John specifically mentioned that the woman has had five husbands. Based on this number, it’s a reasonable assumption that this woman was incredibly attractive. Not knowing who Jesus was, there’s a chance that she thought he was—for lack of a better phrase—hitting on her.
Considering her many marriages, she not only was objectified but also leveraged that objectification and her beauty in order to survive. She created a face to hide her shame and brokenness. Even more astounding, in deciding that this is what she might as well become, she projected this self-made identity onto Jesus Christ himself.
This is a painfully honest picture of what happens to us today. As I respond to society and those around me rather than to Jesus, I can get cornered into an identity that isn’t mine. I hide behind the rhetoric of self-preservation or self-empowerment. But even if I see myself this way, Jesus does not. My false face does not fool him.

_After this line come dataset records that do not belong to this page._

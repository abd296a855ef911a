//! The `hearcheck validate` command.

use std::path::PathBuf;

use anyhow::Result;

use hearcheck_core::catalog::load_catalog;

pub fn execute(catalog_path: PathBuf) -> Result<()> {
    let catalog = load_catalog(&catalog_path)?;

    let tones = catalog.tones();
    if let (Some(lowest), Some(highest)) = (tones.first(), tones.last()) {
        println!(
            "Catalog: {} ({} tones, {} to {} Hz)",
            catalog_path.display(),
            catalog.len(),
            lowest.frequency_hz,
            highest.frequency_hz
        );
    }

    let audible_limit = 20_000;
    let ultrasonic = tones
        .iter()
        .filter(|t| t.frequency_hz > audible_limit)
        .count();
    if ultrasonic > 0 {
        println!("  WARNING: {ultrasonic} tone(s) above {audible_limit} Hz are inaudible to most listeners");
    }

    println!("Catalog valid.");
    Ok(())
}
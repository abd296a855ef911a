//! Round reports handed back when a round stops.

use chrono::{DateTime, Utc};
use serde::{Deserialize, Serialize};
use uuid::Uuid;

use crate::sequence::RoundMode;
use crate::stats::RoundStats;

/// The outcome of one round.
#[derive(Debug, Clone, PartialEq, Serialize, Deserialize)]
pub struct RoundReport {
    /// Unique round identifier.
    pub id: Uuid,
    /// How the tones were ordered.
    pub mode: RoundMode,
    /// Tone count the caller asked for.
    pub requested_count: usize,
    /// Tone count actually planned after clamping.
    pub planned: usize,
    /// When the round started.
    pub started_at: DateTime<Utc>,
    /// When the round was stopped.
    pub finished_at: DateTime<Utc>,
    /// Whether every planned tone was played before stopping.
    pub completed: bool,
    /// Final counters.
    pub stats: RoundStats,
}

impl RoundReport {
    /// Pretty JSON for display.
    pub fn to_json(&self) -> serde_json::Result<String> {
        serde_json::to_string_pretty(self)
    }

    /// Tones planned but never played because the round was stopped early.
    pub fn unplayed(&self) -> usize {
        self.planned
            .saturating_sub(self.stats.total_played() as usize)
    }
}
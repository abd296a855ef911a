pub mod catalog;
pub mod init;
pub mod run;
pub mod validate;
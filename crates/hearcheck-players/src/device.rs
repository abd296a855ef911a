//! Real audio output through the default cpal device.
//!
//! cpal streams cannot move between threads, so the stream lives on a
//! dedicated audio thread for as long as the player exists. The player and
//! the stream callback share only the current voice.

use std::sync::mpsc;
use std::sync::{Arc, Mutex};
use std::thread::JoinHandle;
use std::time::Duration;

use cpal::traits::{DeviceTrait, HostTrait, StreamTrait};

use hearcheck_core::{PlayerError, Tone, TonePlayer};

use crate::envelope::{Envelope, VoiceTimeline};
use crate::synth::SineVoice;

type SharedVoice = Arc<Mutex<Option<SineVoice>>>;

struct OutputWorker {
    shutdown_tx: mpsc::Sender<()>,
    thread: Option<JoinHandle<()>>,
}

/// Plays sine tones on the default output device.
pub struct CpalPlayer {
    envelope: Envelope,
    voice: SharedVoice,
    sample_rate: Option<f32>,
    worker: Option<OutputWorker>,
}

impl CpalPlayer {
    pub fn new(envelope: Envelope) -> Self {
        Self {
            envelope,
            voice: Arc::new(Mutex::new(None)),
            sample_rate: None,
            worker: None,
        }
    }
}

impl TonePlayer for CpalPlayer {
    fn name(&self) -> &str {
        "audio"
    }

    fn prepare(&mut self) -> Result<(), PlayerError> {
        if self.worker.is_some() {
            return Ok(());
        }

        let (ready_tx, ready_rx) = mpsc::channel::<Result<f32, PlayerError>>();
        let (shutdown_tx, shutdown_rx) = mpsc::channel::<()>();
        let voice = Arc::clone(&self.voice);
        let envelope = self.envelope;

        let thread = std::thread::Builder::new()
            .name("hearcheck-audio".into())
            .spawn(move || match open_stream(voice, envelope) {
                Ok((stream, sample_rate)) => {
                    let _ = ready_tx.send(Ok(sample_rate));
                    let _ = shutdown_rx.recv();
                    drop(stream);
                }
                Err(e) => {
                    let _ = ready_tx.send(Err(e));
                }
            })
            .map_err(|e| PlayerError::StreamFailed(e.to_string()))?;

        let sample_rate = ready_rx
            .recv()
            .map_err(|_| PlayerError::StreamFailed("audio thread exited".into()))??;

        self.sample_rate = Some(sample_rate);
        self.worker = Some(OutputWorker {
            shutdown_tx,
            thread: Some(thread),
        });
        Ok(())
    }

    fn play(&mut self, tone: &Tone, duration: Duration) {
        let Some(sample_rate) = self.sample_rate else {
            tracing::warn!("play called before the audio output was prepared");
            return;
        };
        let timeline = VoiceTimeline::new(tone.clone(), duration);
        if let Ok(mut slot) = self.voice.lock() {
            *slot = Some(SineVoice::new(timeline, sample_rate));
        }
    }

    fn stop(&mut self) {
        if let Ok(mut slot) = self.voice.lock() {
            if let Some(voice) = slot.as_mut() {
                voice.release();
            }
        }
    }

    fn current_tone(&self) -> Option<Tone> {
        let slot = self.voice.lock().ok()?;
        let voice = slot.as_ref()?;
        voice
            .timeline()
            .is_audible(voice.elapsed())
            .then(|| voice.timeline().tone().clone())
    }
}

impl Drop for CpalPlayer {
    fn drop(&mut self) {
        if let Some(mut worker) = self.worker.take() {
            let _ = worker.shutdown_tx.send(());
            if let Some(thread) = worker.thread.take() {
                let _ = thread.join();
            }
        }
    }
}

fn open_stream(voice: SharedVoice, envelope: Envelope) -> Result<(cpal::Stream, f32), PlayerError> {
    let host = cpal::default_host();
    let device = host
        .default_output_device()
        .ok_or_else(|| PlayerError::DeviceUnavailable("no default output device".into()))?;
    let supported = device
        .default_output_config()
        .map_err(|e| PlayerError::DeviceUnavailable(e.to_string()))?;
    if supported.sample_format() != cpal::SampleFormat::F32 {
        return Err(PlayerError::StreamFailed(format!(
            "unsupported sample format {:?}",
            supported.sample_format()
        )));
    }

    let config: cpal::StreamConfig = supported.into();
    let channels = config.channels as usize;
    let sample_rate = config.sample_rate.0 as f32;

    let stream = device
        .build_output_stream(
            &config,
            move |data: &mut [f32], _: &cpal::OutputCallbackInfo| {
                let Ok(mut slot) = voice.try_lock() else {
                    data.fill(0.0);
                    return;
                };
                let finished = match slot.as_mut() {
                    Some(v) => {
                        v.render(data, channels, &envelope);
                        v.is_finished(&envelope)
                    }
                    None => {
                        data.fill(0.0);
                        false
                    }
                };
                if finished {
                    *slot = None;
                }
            },
            |err| tracing::error!("audio stream error: {err}"),
            None,
        )
        .map_err(|e| PlayerError::StreamFailed(e.to_string()))?;
    stream
        .play()
        .map_err(|e| PlayerError::StreamFailed(e.to_string()))?;

    tracing::info!(
        device = %device.name().unwrap_or_default(),
        sample_rate,
        channels,
        "audio output ready"
    );
    Ok((stream, sample_rate))
}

The Samaritan woman’s false face didn’t fool him either. Jesus gently tells her about the brokenness she has indulged in, forcing her to reconcile with this truth. It is then that he introduces himself to her. She forgets about hiding, enters the city among the very people who likely criticized and ridiculed her, and begins to fathom who Jesus is: her Messiah.
In an environment full of labels, judgment, empty promises, and temporary rewards, it seems we’re all in a vulnerable position, tempted to create false faces that satisfy the demands of those around us and sustain our hunger to belong and succeed. But where there is insufficiency in these false faces, there is fullness in our true face before Jesus Christ.
As I’ve sought to shed my false faces—the ones I wear to work, on social media, before entering into unfamiliar spaces—I’ve been shocked to see how natural they’ve come to feel. Letting them go have been hard. But I have experienced great joy in embracing my shame and crucifying my sin so I can wear the true face made for me.